Go through the records and report each line in which the word "Forbidden" occurs.

Listed entries
-=-=-
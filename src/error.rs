//! Error types - flow failures and their HTTP mapping

use axum::Json;
use axum::extract::rejection::{JsonRejection, PathRejection, QueryRejection};
use axum::http::StatusCode;
use axum::response::{IntoResponse, Response};
use serde_json::json;
use thiserror::Error;
use tracing::error;

/// Failures of the workout completion and next-workout generation flows
#[derive(Debug, Error)]
pub enum WorkoutError {
    #[error("User not found")]
    UserNotFound,
    #[error("No routine set up")]
    NoRoutine,
    #[error("Day {day} is outside the routine (1-{days_per_week})")]
    DayOutOfRange { day: u32, days_per_week: u32 },
    #[error("No workout state found")]
    NoWorkoutState,
    #[error("No muscle groups assigned to this day")]
    NoMuscleGroups,
    #[error("Exercise {0} not found")]
    ExerciseNotFound(i64),
    #[error("{0}")]
    InvalidEntry(String),
    #[error(transparent)]
    Storage(#[from] rusqlite::Error),
}

/// Error returned by HTTP handlers, rendered as `{"detail": ...}`
#[derive(Debug, Error)]
pub enum ApiError {
    #[error("{0}")]
    NotFound(String),
    #[error("{0}")]
    BadRequest(String),
    #[error("{0}")]
    Conflict(String),
    #[error("{0}")]
    Unauthorized(String),
    #[error("{0}")]
    Forbidden(String),
    /// Request body, query or path that could not be extracted
    #[error("{1}")]
    Rejected(StatusCode, String),
    #[error(transparent)]
    Internal(#[from] anyhow::Error),
}

impl ApiError {
    pub fn not_found(what: &str) -> Self {
        ApiError::NotFound(format!("{} not found", what))
    }

    pub fn bad_request(message: impl Into<String>) -> Self {
        ApiError::BadRequest(message.into())
    }

    pub fn status(&self) -> StatusCode {
        match self {
            ApiError::NotFound(_) => StatusCode::NOT_FOUND,
            ApiError::BadRequest(_) => StatusCode::BAD_REQUEST,
            ApiError::Conflict(_) => StatusCode::CONFLICT,
            ApiError::Unauthorized(_) => StatusCode::UNAUTHORIZED,
            ApiError::Forbidden(_) => StatusCode::FORBIDDEN,
            ApiError::Rejected(status, _) => *status,
            ApiError::Internal(_) => StatusCode::INTERNAL_SERVER_ERROR,
        }
    }
}

impl From<WorkoutError> for ApiError {
    fn from(err: WorkoutError) -> Self {
        let message = err.to_string();
        match err {
            WorkoutError::UserNotFound | WorkoutError::ExerciseNotFound(_) => {
                ApiError::NotFound(message)
            }
            WorkoutError::NoRoutine
            | WorkoutError::DayOutOfRange { .. }
            | WorkoutError::NoWorkoutState
            | WorkoutError::NoMuscleGroups
            | WorkoutError::InvalidEntry(_) => ApiError::BadRequest(message),
            WorkoutError::Storage(e) => ApiError::Internal(e.into()),
        }
    }
}

impl From<JsonRejection> for ApiError {
    fn from(rejection: JsonRejection) -> Self {
        ApiError::Rejected(rejection.status(), rejection.body_text())
    }
}

impl From<QueryRejection> for ApiError {
    fn from(rejection: QueryRejection) -> Self {
        ApiError::Rejected(rejection.status(), rejection.body_text())
    }
}

impl From<PathRejection> for ApiError {
    fn from(rejection: PathRejection) -> Self {
        ApiError::Rejected(rejection.status(), rejection.body_text())
    }
}

impl IntoResponse for ApiError {
    fn into_response(self) -> Response {
        let status = self.status();
        let detail = match &self {
            ApiError::Internal(e) => {
                error!("Request failed: {:#}", e);
                "Internal server error".to_string()
            }
            other => other.to_string(),
        };
        (status, Json(json!({ "detail": detail }))).into_response()
    }
}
-=-=-
Response area
    Forbidden(String),
            ApiError::Forbidden(_) => StatusCode::FORBIDDEN,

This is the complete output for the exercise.